- _Directions_:
Work through the entries below and show every line in which "fixed" is found.

[Collected data]

^^^^^^^^^^^^^^^^

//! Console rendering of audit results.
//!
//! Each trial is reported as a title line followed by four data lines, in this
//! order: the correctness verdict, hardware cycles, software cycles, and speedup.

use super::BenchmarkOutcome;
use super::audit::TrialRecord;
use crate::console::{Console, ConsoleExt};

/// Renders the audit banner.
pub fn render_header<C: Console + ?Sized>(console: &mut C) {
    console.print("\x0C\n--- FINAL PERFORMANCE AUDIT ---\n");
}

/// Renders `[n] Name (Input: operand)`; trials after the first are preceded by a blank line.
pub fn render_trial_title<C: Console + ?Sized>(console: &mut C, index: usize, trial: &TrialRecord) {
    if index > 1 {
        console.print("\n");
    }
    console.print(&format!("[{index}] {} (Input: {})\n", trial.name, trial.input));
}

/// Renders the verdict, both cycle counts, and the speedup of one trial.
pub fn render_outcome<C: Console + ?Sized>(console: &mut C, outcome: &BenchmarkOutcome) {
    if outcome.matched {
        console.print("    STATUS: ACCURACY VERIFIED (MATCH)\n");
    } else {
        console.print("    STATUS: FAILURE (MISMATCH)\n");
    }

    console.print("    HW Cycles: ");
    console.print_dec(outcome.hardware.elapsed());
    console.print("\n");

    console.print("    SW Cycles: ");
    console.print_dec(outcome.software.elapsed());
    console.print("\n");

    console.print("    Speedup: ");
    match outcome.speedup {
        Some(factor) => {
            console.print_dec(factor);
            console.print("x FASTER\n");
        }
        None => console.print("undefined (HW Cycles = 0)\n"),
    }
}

^^^^^^^^^^^^^^^^

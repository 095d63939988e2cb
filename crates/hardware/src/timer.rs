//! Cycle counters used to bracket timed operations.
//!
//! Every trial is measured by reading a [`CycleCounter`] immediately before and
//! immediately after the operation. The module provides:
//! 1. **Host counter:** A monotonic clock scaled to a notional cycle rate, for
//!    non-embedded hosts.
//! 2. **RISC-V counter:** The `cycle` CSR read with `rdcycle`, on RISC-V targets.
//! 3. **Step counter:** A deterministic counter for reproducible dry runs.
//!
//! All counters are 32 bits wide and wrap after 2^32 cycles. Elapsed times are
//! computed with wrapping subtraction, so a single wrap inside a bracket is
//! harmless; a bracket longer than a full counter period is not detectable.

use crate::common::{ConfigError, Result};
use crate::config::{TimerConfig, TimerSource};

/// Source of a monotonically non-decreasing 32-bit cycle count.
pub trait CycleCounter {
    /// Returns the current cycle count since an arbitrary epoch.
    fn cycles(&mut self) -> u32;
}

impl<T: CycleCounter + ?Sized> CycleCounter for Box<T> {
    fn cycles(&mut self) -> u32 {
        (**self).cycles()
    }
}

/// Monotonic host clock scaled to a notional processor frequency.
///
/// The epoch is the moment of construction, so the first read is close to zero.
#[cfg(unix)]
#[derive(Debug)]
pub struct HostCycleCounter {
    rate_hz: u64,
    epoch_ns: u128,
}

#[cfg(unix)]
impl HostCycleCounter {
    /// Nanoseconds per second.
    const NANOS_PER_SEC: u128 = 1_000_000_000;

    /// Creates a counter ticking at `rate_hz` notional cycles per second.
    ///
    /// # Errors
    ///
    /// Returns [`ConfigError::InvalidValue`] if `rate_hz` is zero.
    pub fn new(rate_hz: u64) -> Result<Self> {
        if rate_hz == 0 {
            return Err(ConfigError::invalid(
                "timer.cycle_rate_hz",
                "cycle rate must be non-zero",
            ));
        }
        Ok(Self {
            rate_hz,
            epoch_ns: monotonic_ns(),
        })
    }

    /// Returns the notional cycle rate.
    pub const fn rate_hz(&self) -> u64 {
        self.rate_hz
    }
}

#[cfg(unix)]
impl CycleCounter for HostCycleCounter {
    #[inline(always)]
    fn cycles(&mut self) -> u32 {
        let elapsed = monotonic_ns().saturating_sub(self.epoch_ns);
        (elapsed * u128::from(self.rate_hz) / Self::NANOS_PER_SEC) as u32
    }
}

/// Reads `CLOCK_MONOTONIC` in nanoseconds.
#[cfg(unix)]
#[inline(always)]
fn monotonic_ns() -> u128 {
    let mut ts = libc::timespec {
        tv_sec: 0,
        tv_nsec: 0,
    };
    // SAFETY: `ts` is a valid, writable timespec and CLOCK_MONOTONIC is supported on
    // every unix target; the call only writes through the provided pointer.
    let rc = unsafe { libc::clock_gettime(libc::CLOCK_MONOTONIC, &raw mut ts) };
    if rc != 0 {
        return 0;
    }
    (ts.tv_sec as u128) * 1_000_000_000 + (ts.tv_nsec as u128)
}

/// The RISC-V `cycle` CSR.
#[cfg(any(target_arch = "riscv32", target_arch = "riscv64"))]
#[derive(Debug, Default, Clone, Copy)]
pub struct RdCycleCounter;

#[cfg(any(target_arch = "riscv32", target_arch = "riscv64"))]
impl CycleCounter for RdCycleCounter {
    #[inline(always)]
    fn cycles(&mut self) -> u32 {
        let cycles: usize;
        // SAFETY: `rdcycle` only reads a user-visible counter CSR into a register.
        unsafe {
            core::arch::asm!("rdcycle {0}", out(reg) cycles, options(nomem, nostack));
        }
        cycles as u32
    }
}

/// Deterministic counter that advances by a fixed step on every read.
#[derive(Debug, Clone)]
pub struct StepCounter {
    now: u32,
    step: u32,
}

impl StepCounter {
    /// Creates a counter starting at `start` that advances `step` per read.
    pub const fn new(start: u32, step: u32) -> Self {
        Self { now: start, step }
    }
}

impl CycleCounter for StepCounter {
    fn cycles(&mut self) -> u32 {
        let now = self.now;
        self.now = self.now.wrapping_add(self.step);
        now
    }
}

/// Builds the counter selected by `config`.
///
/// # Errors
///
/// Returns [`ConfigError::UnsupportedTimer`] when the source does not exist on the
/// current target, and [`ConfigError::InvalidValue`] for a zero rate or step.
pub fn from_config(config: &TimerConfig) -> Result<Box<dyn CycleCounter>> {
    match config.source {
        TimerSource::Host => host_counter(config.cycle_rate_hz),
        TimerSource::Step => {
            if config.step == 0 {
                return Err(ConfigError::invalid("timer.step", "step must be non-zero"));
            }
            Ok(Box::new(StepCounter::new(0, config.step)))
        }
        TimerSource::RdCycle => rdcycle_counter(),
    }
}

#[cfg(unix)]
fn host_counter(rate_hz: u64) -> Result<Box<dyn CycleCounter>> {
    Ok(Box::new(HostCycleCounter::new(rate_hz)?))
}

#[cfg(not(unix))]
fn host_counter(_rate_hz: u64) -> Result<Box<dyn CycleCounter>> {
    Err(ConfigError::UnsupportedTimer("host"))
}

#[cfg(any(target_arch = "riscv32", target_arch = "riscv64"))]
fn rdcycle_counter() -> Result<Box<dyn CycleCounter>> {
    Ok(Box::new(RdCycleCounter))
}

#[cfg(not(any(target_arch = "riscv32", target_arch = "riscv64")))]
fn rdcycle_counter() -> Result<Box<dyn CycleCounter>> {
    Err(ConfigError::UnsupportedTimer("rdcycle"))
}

^^^^^^^^^^^^^^^^

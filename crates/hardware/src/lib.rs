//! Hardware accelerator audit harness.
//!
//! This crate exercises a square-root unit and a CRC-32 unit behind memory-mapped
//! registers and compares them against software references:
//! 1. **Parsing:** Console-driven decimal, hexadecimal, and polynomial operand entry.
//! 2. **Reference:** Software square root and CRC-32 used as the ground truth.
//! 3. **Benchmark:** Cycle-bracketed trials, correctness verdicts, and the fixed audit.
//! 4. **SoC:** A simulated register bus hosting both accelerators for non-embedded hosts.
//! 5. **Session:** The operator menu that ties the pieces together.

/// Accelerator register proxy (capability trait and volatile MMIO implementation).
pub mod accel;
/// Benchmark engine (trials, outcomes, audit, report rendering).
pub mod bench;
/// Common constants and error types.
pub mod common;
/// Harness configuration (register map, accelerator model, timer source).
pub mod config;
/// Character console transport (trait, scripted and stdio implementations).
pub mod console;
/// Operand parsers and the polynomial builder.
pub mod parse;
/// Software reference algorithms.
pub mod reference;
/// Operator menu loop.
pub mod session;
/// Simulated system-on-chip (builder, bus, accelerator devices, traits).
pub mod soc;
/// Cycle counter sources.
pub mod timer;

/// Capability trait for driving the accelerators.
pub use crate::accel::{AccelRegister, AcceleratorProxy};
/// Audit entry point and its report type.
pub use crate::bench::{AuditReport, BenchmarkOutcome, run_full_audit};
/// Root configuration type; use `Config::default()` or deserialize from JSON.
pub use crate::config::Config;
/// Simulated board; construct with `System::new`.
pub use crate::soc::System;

^^^^^^^^^^^^^^^^

- _Response area_:
/// Deterministic counter that advances by a fixed step on every read.
//! 3. **Benchmark:** Cycle-bracketed trials, correctness verdicts, and the fixed audit.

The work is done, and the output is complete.